Jung MH, Lee H - Nanoscale Res Lett (2011)

Bottom Line: It was found that the nucleation and initial growth of the crystalline ZnO were proceeded only on the ZnO seed layer, not on the silicon oxide surface.Since the oxygen vacancies on ZnO nanorods serve as strong binding sites for absorption of various organic and inorganic molecules.Consequently, a nano-patterning of the crystalline ZnO nanorods grown from the seed layer treated with plasma may give the versatile applications for the electronics devices.

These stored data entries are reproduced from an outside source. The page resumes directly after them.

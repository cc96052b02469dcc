//! Middleware for Web API.

pub mod auth;
pub mod cors;
pub mod rate_limit;
pub mod security;

pub use auth::{forward_auth, AdminUser, ForwardAuthState};
pub use cors::create_cors_layer;
pub use rate_limit::{client_ip, register_rate_limit, ClientAddr, RateLimitState};
pub use security::security_headers;
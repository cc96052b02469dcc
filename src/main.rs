use std::process::ExitCode;
use std::sync::Arc;

use tracing::{error, info};

use registrar::{directory, Config, Database, Notifier, WebServer, Workflow};

/// Config file used when none is given on the command line.
const DEFAULT_CONFIG_PATH: &str = "config.toml";

#[tokio::main]
async fn main() -> ExitCode {
    let config_path = std::env::args()
        .nth(1)
        .or_else(|| std::env::var("REGISTRAR_CONFIG").ok())
        .unwrap_or_else(|| DEFAULT_CONFIG_PATH.to_string());

    // Load configuration
    let config = match Config::load_with_env(&config_path) {
        Ok(config) => config,
        Err(e) => {
            eprintln!("Failed to load {config_path}: {e}");
            eprintln!("Using default configuration.");
            let mut config = Config::default();
            config.apply_env_overrides();
            config
        }
    };

    // Initialize logging
    if let Err(e) = registrar::logging::init(&config.logging) {
        eprintln!("Failed to initialize logging: {e}");
        registrar::logging::init_console_only(&config.logging.level);
    }

    match run(config).await {
        Ok(()) => ExitCode::SUCCESS,
        Err(e) => {
            error!(error = %e, "Registrar stopped");
            ExitCode::FAILURE
        }
    }
}

async fn run(config: Config) -> registrar::Result<()> {
    config.validate()?;

    info!("Registrar - account registration service");

    let db = Database::open(&config.database.path).await?;
    info!(path = %config.database.path, "Database ready");

    let directory = directory::from_config(&config.directory)?;
    info!(
        backend = directory.backend_name(),
        url = %config.directory.url(),
        "Directory client configured"
    );

    let notifier = Arc::new(Notifier::from_config(&config.mail)?);
    let workflow = Arc::new(Workflow::new(
        db.clone(),
        directory,
        notifier,
        config.web.page_size,
    ));

    let server = WebServer::new(&config.web, workflow)?;
    info!(addr = %server.addr(), "Starting web server");
    let result = server.run().await;

    db.close().await;
    result
}
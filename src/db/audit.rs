//! Audit log entity.

use std::fmt;

use serde::{Deserialize, Serialize};

/// Kind of audited event.
#[derive(Debug, Clone, Copy, PartialEq, Eq, Hash, Serialize, Deserialize, sqlx::Type)]
#[serde(rename_all = "SCREAMING_SNAKE_CASE")]
#[sqlx(rename_all = "SCREAMING_SNAKE_CASE")]
pub enum AuditAction {
    Created,
    Approved,
    Rejected,
    ApproveFailed,
    ReApproved,
    RecreatedInDirectory,
}

impl AuditAction {
    /// Convert to string representation.
    pub fn as_str(&self) -> &'static str {
        match self {
            AuditAction::Created => "CREATED",
            AuditAction::Approved => "APPROVED",
            AuditAction::Rejected => "REJECTED",
            AuditAction::ApproveFailed => "APPROVE_FAILED",
            AuditAction::ReApproved => "RE_APPROVED",
            AuditAction::RecreatedInDirectory => "RECREATED_IN_DIRECTORY",
        }
    }
}

impl fmt::Display for AuditAction {
    fn fmt(&self, f: &mut fmt::Formatter<'_>) -> fmt::Result {
        f.write_str(self.as_str())
    }
}

/// One row of the audit log.
///
/// Request fields are copied at write time so the trail stays readable even
/// after the request itself changes.
#[derive(Debug, Clone, PartialEq, Eq, sqlx::FromRow)]
pub struct AuditLogEntry {
    pub id: i64,
    pub request_id: i64,
    pub action: AuditAction,
    pub username: String,
    pub email: String,
    pub first_name: String,
    pub last_name: String,
    pub reason: String,
    pub ip_address: Option<String>,
    pub user_agent: Option<String>,
    pub request_created_at: String,
    /// Admin identity, or `system`.
    pub performed_by: String,
    pub rejection_reason: Option<String>,
    pub details: Option<String>,
    pub timestamp: String,
}

#[cfg(test)]
mod tests {
    use super::*;

    #[test]
    fn test_action_strings() {
        assert_eq!(AuditAction::Created.as_str(), "CREATED");
        assert_eq!(AuditAction::ApproveFailed.as_str(), "APPROVE_FAILED");
        assert_eq!(AuditAction::ReApproved.as_str(), "RE_APPROVED");
        assert_eq!(
            AuditAction::RecreatedInDirectory.to_string(),
            "RECREATED_IN_DIRECTORY"
        );
    }

    #[test]
    fn test_action_serde_matches_as_str() {
        let json = serde_json::to_string(&AuditAction::RecreatedInDirectory).unwrap();
        assert_eq!(json, "\"RECREATED_IN_DIRECTORY\"");
        let json = serde_json::to_string(&AuditAction::ReApproved).unwrap();
        assert_eq!(json, "\"RE_APPROVED\"");
    }
}
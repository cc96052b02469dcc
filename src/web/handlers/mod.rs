//! API handlers.

pub mod admin;
pub mod register;

use axum::Json;
use std::sync::Arc;

use crate::registration::Workflow;
use crate::web::dto::HealthResponse;

pub use admin::*;
pub use register::*;

/// Shared state of all handlers.
pub struct AppState {
    /// Registration workflow.
    pub workflow: Arc<Workflow>,
}

impl AppState {
    /// Create a new application state.
    pub fn new(workflow: Arc<Workflow>) -> Self {
        Self { workflow }
    }
}

/// GET /health - Liveness probe.
#[utoipa::path(
    get,
    path = "/health",
    tag = "health",
    responses(
        (status = 200, description = "Service is up", body = HealthResponse)
    )
)]
pub async fn health() -> Json<HealthResponse> {
    Json(HealthResponse {
        status: "healthy".to_string(),
    })
}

View Article: PubMed Central - HTML - PubMed

Affiliation: National Creative Research Initiative, Center for Smart Molecular Memory, Department of Chemistry, Sungkyunkwan University, 300 Cheoncheon-dong, Jangan-gu, Suwon 440-746, Republic of Korea. hyoyoung@skku.edu.

ABSTRACT
In this research, nanoimprint lithography (NIL) was used for patterning crystalline zinc oxide (ZnO) nanorods on the silicon substrate. To fabricate nano-patterned ZnO nanorods, patterning of an n-octadecyltrichlorosilane (OTS) self-assembled monolayers (SAMs) on SiO2 substrate was prepared by the polymer mask using NI. The ZnO seed layer was selectively coated only on the hydrophilic SiO2 surface, not on the hydrophobic OTS SAMs surface. The substrate patterned with the ZnO seed layer was treated with the oxygen plasma to oxidize the silicon surface. It was found that the nucleation and initial growth of the crystalline ZnO were proceeded only on the ZnO seed layer, not on the silicon oxide surface. ZnO photoluminescence spectra showed that ZnO nanorods grown from the seed layer treated with plasma showed lower intensity than those untreated with plasma at 378 nm, but higher intensity at 605 nm. It is indicated that the seed layer treated with plasma produced ZnO nanorods that had a more oxygen vacancy than those grown from seed layer untreated with plasma. Since the oxygen vacancies on ZnO nanorods serve as strong binding sites for absorption of various organic and inorganic molecules. Consequently, a nano-patterning of the crystalline ZnO nanorods grown from the seed layer treated with plasma may give the versatile applications for the electronics devices.

No MeSH data available.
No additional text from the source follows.